Simply put, whatever the parasympathetic nervous system does, the sympathetic nervous system does the opposite. Because the sympathetic nervous system is commonly known to be involved in ‘fight or flight’ responses (it prepares your body for activity like running from danger), if it is over-active due to the autonomic nervous system dysfunctioning, people can feel like they are being labelled as ‘over anxious’ and being told their symptoms are not physical. This is not the case. It is important though to stimulate your parasympathetic nervous system to correct the imbalance. This is a healthy thing for ANYONE to do, even if they don’t have dysautonomia.
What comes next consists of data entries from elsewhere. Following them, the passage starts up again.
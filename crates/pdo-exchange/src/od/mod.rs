// crates/pdo-exchange/src/od/mod.rs
//! Register dictionary seam.
//!
//! The exchange engine never resolves registers itself. It asks a
//! [`Dictionary`] whether a register may be mapped cyclically, how wide it is
//! and how to turn its bytes into a [`Value`]. [`RegisterTable`] is a small
//! in-memory implementation for applications and tests that already know
//! their registers.

pub mod entry;
pub mod value;

pub use entry::{AccessType, PdoMapping, RegisterDescriptor};
pub use value::{DataType, Value, ValueError};

use crate::types::{Direction, RegisterId};
use std::collections::BTreeMap;

/// Register metadata and codec consumed by the exchange engine.
pub trait Dictionary: Send + Sync {
    /// Returns `true` if the register's access qualifier permits cyclic mapping.
    fn is_cyclic_capable(&self, register: &RegisterId) -> bool;

    /// Whether a cyclic-capable register may be mapped in `direction`.
    fn allows_direction(&self, register: &RegisterId, direction: Direction) -> bool {
        let _ = direction;
        self.is_cyclic_capable(register)
    }

    /// Width of the register in the process-data image, `None` if unknown.
    fn byte_width(&self, register: &RegisterId) -> Option<usize>;

    /// Decodes the register's slice of a received image.
    fn decode(&self, register: &RegisterId, bytes: &[u8]) -> Result<Value, ValueError>;

    /// Encodes a value for the register's slice of the output image.
    fn encode(&self, register: &RegisterId, value: &Value) -> Result<Vec<u8>, ValueError>;
}

/// In-memory [`Dictionary`] keyed by [`RegisterId`].
#[derive(Debug, Clone, Default)]
pub struct RegisterTable {
    entries: BTreeMap<RegisterId, RegisterDescriptor>,
}

impl RegisterTable {
    pub fn new() -> Self {
        Self::default()
    }

    /// Inserts or replaces a register description.
    pub fn insert(&mut self, register: RegisterId, descriptor: RegisterDescriptor) {
        self.entries.insert(register, descriptor);
    }

    /// Builder-style variant of [`insert`](Self::insert).
    pub fn with(mut self, register: RegisterId, descriptor: RegisterDescriptor) -> Self {
        self.insert(register, descriptor);
        self
    }

    pub fn get(&self, register: &RegisterId) -> Option<&RegisterDescriptor> {
        self.entries.get(register)
    }

    pub fn len(&self) -> usize {
        self.entries.len()
    }

    pub fn is_empty(&self) -> bool {
        self.entries.is_empty()
    }
}

impl Dictionary for RegisterTable {
    fn is_cyclic_capable(&self, register: &RegisterId) -> bool {
        self.entries
            .get(register)
            .is_some_and(|entry| entry.pdo_mapping.is_cyclic())
    }

    fn allows_direction(&self, register: &RegisterId, direction: Direction) -> bool {
        self.entries
            .get(register)
            .is_some_and(|entry| entry.pdo_mapping.allows(direction))
    }

    fn byte_width(&self, register: &RegisterId) -> Option<usize> {
        self.entries
            .get(register)
            .map(|entry| entry.data_type.byte_width())
    }

    fn decode(&self, register: &RegisterId, bytes: &[u8]) -> Result<Value, ValueError> {
        // Unknown registers are passed through untouched.
        match self.entries.get(register) {
            Some(entry) => Value::deserialize(bytes, entry.data_type),
            None => Ok(Value::OctetString(bytes.to_vec())),
        }
    }

    fn encode(&self, register: &RegisterId, value: &Value) -> Result<Vec<u8>, ValueError> {
        match self.entries.get(register) {
            Some(entry) => value.serialize_as(entry.data_type),
            None => Ok(value.serialize()),
        }
    }
}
The parasympathetic nervous system has many functions:
- constricts pupils
- stimulates salivation
- decreases heart rate
- controls bronchial constriction
- stimulates digestion
- stimulates gallbladder
- contracts bladder
- relaxes rectum
- controls vaginal lubrication
- controls penile erection
- control peripheral vasodilation
If your sympathetic nervous system is in overdrive, this can show up as:
- Sleep issues and insomnia
- Digestive issues and food sensitivities
- Fatigue and post-exertional malaise
- Chronic inflammation and chronic pain
- Heart palpatations and/or elevated resting heart rate
- Hormonal imbalances and development of related disorders
- Anxiety and panic disorders
- Cognitive disturbances and brain fog
- Sensory sensitivities (light, sound, touch, taste, smell)
- Overactivity of the immune system and development or worsening of auto-immune conditions
self help - stimulate the parasympathetic nervous system
- Avoid caffeine and sugar.
- Don’t rush!
- Pause and check in with yourself regularly.
- Yawn regularly, even if you don’t feel like it
- Singing, Chanting or Humming
- Sleeping or Lying on your right side
- Apply a cold compress to your head or back of your neck – or 1 min cold shower just over your head
- Avoid your phone first thing in the morning and during the evening
- Have a good routine with a balance of stimulation and rest
- Avoid negativity and negative people
Yogi Nidra is a form of mindfulfulness that focusses your mind on different parts of your body, on relaxation and breathing. It ‘switches’ off your busy mind.
Intensive exercise stimulates our Sympathetic Nervous System (SNS), however, light cardio exercise can actually decrease SNS activity and activate our PSNS. The key is balance. If you have severe dysautonomia you will be incapable of cardio – but if you can, at least find some stretches and gentle activity that you can manage. Even daily tasks might be enough.
Connect with Nature
If you can’t walk, just find somewhere to sit and breathe. Hug a tree! Lie on the grass. Watch the clouds or stars. Some people are great believers in ‘grounding’ – taking off your socks and shoes and walking in the grass barefoot.
Grounding exercises are things you can do to bring yourself into back into the present moment – the here and now and out of your head! They can be quick strategies or longer, the main thing is that you find some that work for you. The focus is to keep your mind and body connected and working together and not to be living in an unknown future, in anxiety.